I think there are lessons for artists here. Maya Lin said, "It was while I was at the site that I designed it. I just sort of visualized it. It just popped into my head. Some people were playing Frisbee. It was a beautiful park. I didn't want to destroy a living park. You use the landscape. You don't fight with it. You absorb the landscape . . . When I looked at the site I just knew I wanted something horizontal that took you in, that made you feel safe within the park, yet at the same time reminding you of the dead. So I just imagined opening up the earth. . . ."
Lin wasn't afraid to evoke deep emotion in the work. She did it with effortless simplicity, telling the story it had to tell with subtlety and dignity. It doesn't shout or whisper; it just says: These people died. In this order. Name them. There's no excess, but the details are exquisitely thought out, as the names rise up from the earth and back in. There are no birth dates alongside the names to make it obvious, but you remember how young these men were, these boys, and how long they've been gone.
I expected it to be profound and was told that it would be, and yet from a distance it looks unassuming. In not assuming, it tells the truth.

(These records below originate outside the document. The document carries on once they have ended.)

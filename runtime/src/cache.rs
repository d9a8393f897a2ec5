//! Tag/TTL cache manager.
//!
//! The cache manager owns every `api:` key in the store. It decides whether
//! a call is cacheable, derives stable keys from request descriptions,
//! stamps TTL and tag metadata, sweeps expired entries and invalidates by
//! tag.
//!
//! # Key derivation
//!
//! ```text
//! api:<endpoint>:<sha256(canonical key_params)>
//!
//! key_params = { method, path, query: "<canonical json>", headers: "<canonical json>" }
//! ```
//!
//! Null and empty fields are pruned and maps are sorted before hashing, so
//! requests that differ only in absent fields share a key. Only headers named
//! in the call's allow-list take part; everything else (trace ids, auth
//! tokens, ...) never fragments the cache.
//!
//! # Failure policy
//!
//! Cache I/O is best-effort. Store failures are logged and reported as a
//! miss or a no-op; they never fail the call that triggered them.

use crate::config::{CacheSetting, ClientConfig, DEFAULT_TTL_MS};
use apiflow_core::environment::Clock;
use apiflow_core::store::{CACHE_NAMESPACE, KeyValueStore};
use apiflow_core::{ExecutionOptions, RequestDescription, ResultEnvelope};
use serde::{Deserialize, Serialize};
use serde_json::{Map, Value};
use sha2::{Digest, Sha256};
use std::collections::BTreeMap;
use std::sync::Arc;
use std::time::Duration;
use tokio::sync::broadcast;
use tokio_util::sync::CancellationToken;

/// Capacity of the notification channel.
const NOTIFICATION_CAPACITY: usize = 256;

/// Endpoint-level cache override.
#[derive(Debug, Clone, Default, PartialEq, Eq, Serialize, Deserialize)]
pub struct EndpointCacheOptions {
    /// TTL for this endpoint's entries
    #[serde(default)]
    pub ttl_ms: Option<u64>,
}

/// Endpoint cache switch.
#[derive(Debug, Clone, Default, PartialEq, Eq, Serialize, Deserialize)]
pub enum CachePolicy {
    /// Defer to the global policy
    #[default]
    Inherit,
    /// Never cache this endpoint
    Disabled,
    /// Cache this endpoint, optionally with its own TTL
    Enabled(Option<EndpointCacheOptions>),
}

impl CachePolicy {
    /// Enabled with a TTL override (saturating at `u64::MAX` milliseconds).
    #[must_use]
    pub fn ttl(ttl: Duration) -> Self {
        let ttl_ms = u64::try_from(ttl.as_millis()).unwrap_or(u64::MAX);
        Self::Enabled(Some(EndpointCacheOptions {
            ttl_ms: Some(ttl_ms),
        }))
    }
}

/// Cache-relevant slice of an endpoint configuration.
#[derive(Debug, Clone, Copy)]
pub struct CacheScope<'a> {
    /// Endpoint cache switch
    pub policy: &'a CachePolicy,
    /// Tags stamped on the endpoint's entries
    pub tags: &'a [String],
    /// Tags invalidated after the endpoint writes
    pub invalidates_tags: &'a [String],
}

/// Bookkeeping stored with each entry (epoch milliseconds).
#[derive(Debug, Clone, PartialEq, Eq, Serialize, Deserialize)]
#[serde(rename_all = "camelCase")]
pub struct CacheMetadata {
    /// Write time
    pub created_at: i64,
    /// Last write or read time
    pub updated_at: i64,
    /// Expiry time; `expires_at >= created_at`
    pub expires_at: i64,
    /// Number of hits served
    #[serde(default)]
    pub access_count: u64,
    /// Invalidation tags
    #[serde(default)]
    pub tags: Vec<String>,
}

impl CacheMetadata {
    /// Whether the entry is expired at `now`.
    #[must_use]
    pub const fn is_expired(&self, now: i64) -> bool {
        now >= self.expires_at
    }
}

/// A stored cache entry.
#[derive(Debug, Clone, PartialEq, Serialize, Deserialize)]
#[serde(rename_all = "camelCase")]
pub struct CacheEntry {
    /// Cached envelope
    pub data: ResultEnvelope,
    /// Canonical key parameters the entry was stored under
    #[serde(default)]
    pub key_params: Value,
    /// TTL and tags
    pub metadata: CacheMetadata,
}

/// A derived cache key.
#[derive(Debug, Clone, PartialEq, Eq)]
pub struct CacheKey {
    /// Store key (`api:<endpoint>:<digest>`)
    pub key: String,
    /// Canonical parameters the digest was computed from
    pub params: Value,
}

/// Observability notifications from the cache manager.
#[derive(Debug, Clone, PartialEq, Eq)]
pub enum CacheNotification {
    /// A lookup was answered from the cache
    Hit {
        /// Endpoint name
        endpoint: String,
        /// Store key
        key: String,
    },
    /// A lookup found nothing usable
    Miss {
        /// Endpoint name
        endpoint: String,
        /// Store key
        key: String,
    },
    /// An entry was written
    Set {
        /// Endpoint name
        endpoint: String,
        /// Store key
        key: String,
        /// Applied TTL
        ttl_ms: u64,
    },
    /// Entries were invalidated by tag
    Invalidate {
        /// Tags requested
        tags: Vec<String>,
        /// Entries removed
        removed: usize,
    },
    /// Expired entries were swept
    Cleanup {
        /// Entries removed
        removed: usize,
    },
}

/// Owns TTL/tag metadata and every `api:` key.
pub struct CacheManager {
    store: Arc<dyn KeyValueStore>,
    config: Arc<ClientConfig>,
    clock: Arc<dyn Clock>,
    notifications: broadcast::Sender<CacheNotification>,
}

impl std::fmt::Debug for CacheManager {
    fn fmt(&self, f: &mut std::fmt::Formatter<'_>) -> std::fmt::Result {
        f.debug_struct("CacheManager")
            .field("config", &self.config)
            .finish_non_exhaustive()
    }
}
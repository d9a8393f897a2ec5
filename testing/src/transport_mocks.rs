//! Scripted transport for executor and client tests.
//!
//! [`MockTransport`] answers from a queue of envelopes (falling back to a
//! default response), records every call, and optionally waits before
//! answering. While waiting it watches the call's cancellation token and
//! answers with an aborted error as soon as the token fires, like a real
//! transport would.

use apiflow_core::transport::Transport;
use apiflow_core::{ApiError, ExecutionOptions, RequestDescription, ResultEnvelope};
use futures::future::BoxFuture;
use std::collections::VecDeque;
use std::sync::{Arc, Mutex, MutexGuard, PoisonError};
use std::time::Duration;
use tokio_util::sync::CancellationToken;

/// A call observed by [`MockTransport`].
#[derive(Debug, Clone)]
pub struct RecordedCall {
    /// Request as received (after middleware)
    pub request: RequestDescription,
    /// Token the call carried
    pub cancellation: Option<CancellationToken>,
    /// Timeout the call carried
    pub timeout: Option<Duration>,
}

#[derive(Debug, Default)]
struct MockState {
    queue: VecDeque<ResultEnvelope>,
    fallback: Option<ResultEnvelope>,
    calls: Vec<RecordedCall>,
}

/// In-memory transport with scripted responses.
///
/// # Example
///
/// ```
/// use apiflow_testing::MockTransport;
/// use apiflow_core::transport::Transport;
/// use apiflow_core::{ExecutionOptions, RequestDescription, ResultEnvelope};
/// use serde_json::json;
///
/// # tokio_test::block_on(async {
/// let transport = MockTransport::new().respond_with(ResultEnvelope::success(200, json!("pong")));
/// let envelope = transport.execute(RequestDescription::get("/ping"), ExecutionOptions::new()).await;
/// assert_eq!(envelope.data, Some(json!("pong")));
/// assert_eq!(transport.call_count(), 1);
/// # });
/// ```
#[derive(Debug, Clone, Default)]
pub struct MockTransport {
    state: Arc<Mutex<MockState>>,
    delay: Option<Duration>,
}

impl MockTransport {
    /// Transport with no scripted responses (answers 404).
    #[must_use]
    pub fn new() -> Self {
        Self::default()
    }

    /// Builder: answer every unscripted call with `envelope`
    #[must_use]
    pub fn respond_with(self, envelope: ResultEnvelope) -> Self {
        self.lock().fallback = Some(envelope);
        self
    }

    /// Builder: wait `delay` before answering
    #[must_use]
    pub const fn with_delay(mut self, delay: Duration) -> Self {
        self.delay = Some(delay);
        self
    }

    /// Queue a one-shot response, used before the fallback.
    pub fn push_response(&self, envelope: ResultEnvelope) {
        self.lock().queue.push_back(envelope);
    }

    /// Every call received so far.
    #[must_use]
    pub fn calls(&self) -> Vec<RecordedCall> {
        self.lock().calls.clone()
    }

    /// Number of calls received so far.
    #[must_use]
    pub fn call_count(&self) -> usize {
        self.lock().calls.len()
    }

    /// Request of the most recent call.
    #[must_use]
    pub fn last_request(&self) -> Option<RequestDescription> {
        self.lock().calls.last().map(|call| call.request.clone())
    }

    /// Token of the most recent call.
    #[must_use]
    pub fn last_token(&self) -> Option<CancellationToken> {
        self.lock()
            .calls
            .last()
            .and_then(|call| call.cancellation.clone())
    }

    fn lock(&self) -> MutexGuard<'_, MockState> {
        self.state.lock().unwrap_or_else(PoisonError::into_inner)
    }

    fn next_response(&self) -> ResultEnvelope {
        let mut state = self.lock();
        state
            .queue
            .pop_front()
            .or_else(|| state.fallback.clone())
            .unwrap_or_else(|| ResultEnvelope::failure(ApiError::new(404, "No mock response")))
    }
}

impl Transport for MockTransport {
    fn execute(
        &self,
        request: RequestDescription,
        options: ExecutionOptions,
    ) -> BoxFuture<'static, ResultEnvelope> {
        let token = options.cancellation.clone();
        self.lock().calls.push(RecordedCall {
            request,
            cancellation: token.clone(),
            timeout: options.timeout,
        });

        let this = self.clone();
        let delay = self.delay;
        Box::pin(async move {
            if let Some(delay) = delay {
                let token = token.unwrap_or_default();
                tokio::select! {
                    () = token.cancelled() => return ResultEnvelope::failure(ApiError::aborted()),
                    () = tokio::time::sleep(delay) => {}
                }
            } else if token.as_ref().is_some_and(CancellationToken::is_cancelled) {
                return ResultEnvelope::failure(ApiError::aborted());
            }
            this.next_response()
        })
    }
}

It has beauty, substance, and integrity in its materials. I really can't imagine asking more of a work of art, or a work of memory.
Then I walked back past melancholy old Lincoln, who still seems to be trying to hold this country together, along the river and back into the city as the wind blew pink and white petals to the ground.
photo by outtacontext
And if you visit when it's raining, you see your own image among the names.
Diane
Posted by: Diane Roeder | April 11, 2009 at 01:31 PM
I visited several years ago. We were on vacation, laughing, talking. By the time I was done walking through it I was in tears. It is incredibly effective. It's just names and names and names, and then little mementos left, or flowers, or notes It's like the sadness is in the stone. You really have to be there to understand.
Posted by: Chris Mundy | April 11, 2009 at 09:05 AM
It was my contemporaries, friends and boyfriends, who held the draft numbers. I have not yet been to this memorial, afraid to try, truth be told. Thanks for the first hand perspective.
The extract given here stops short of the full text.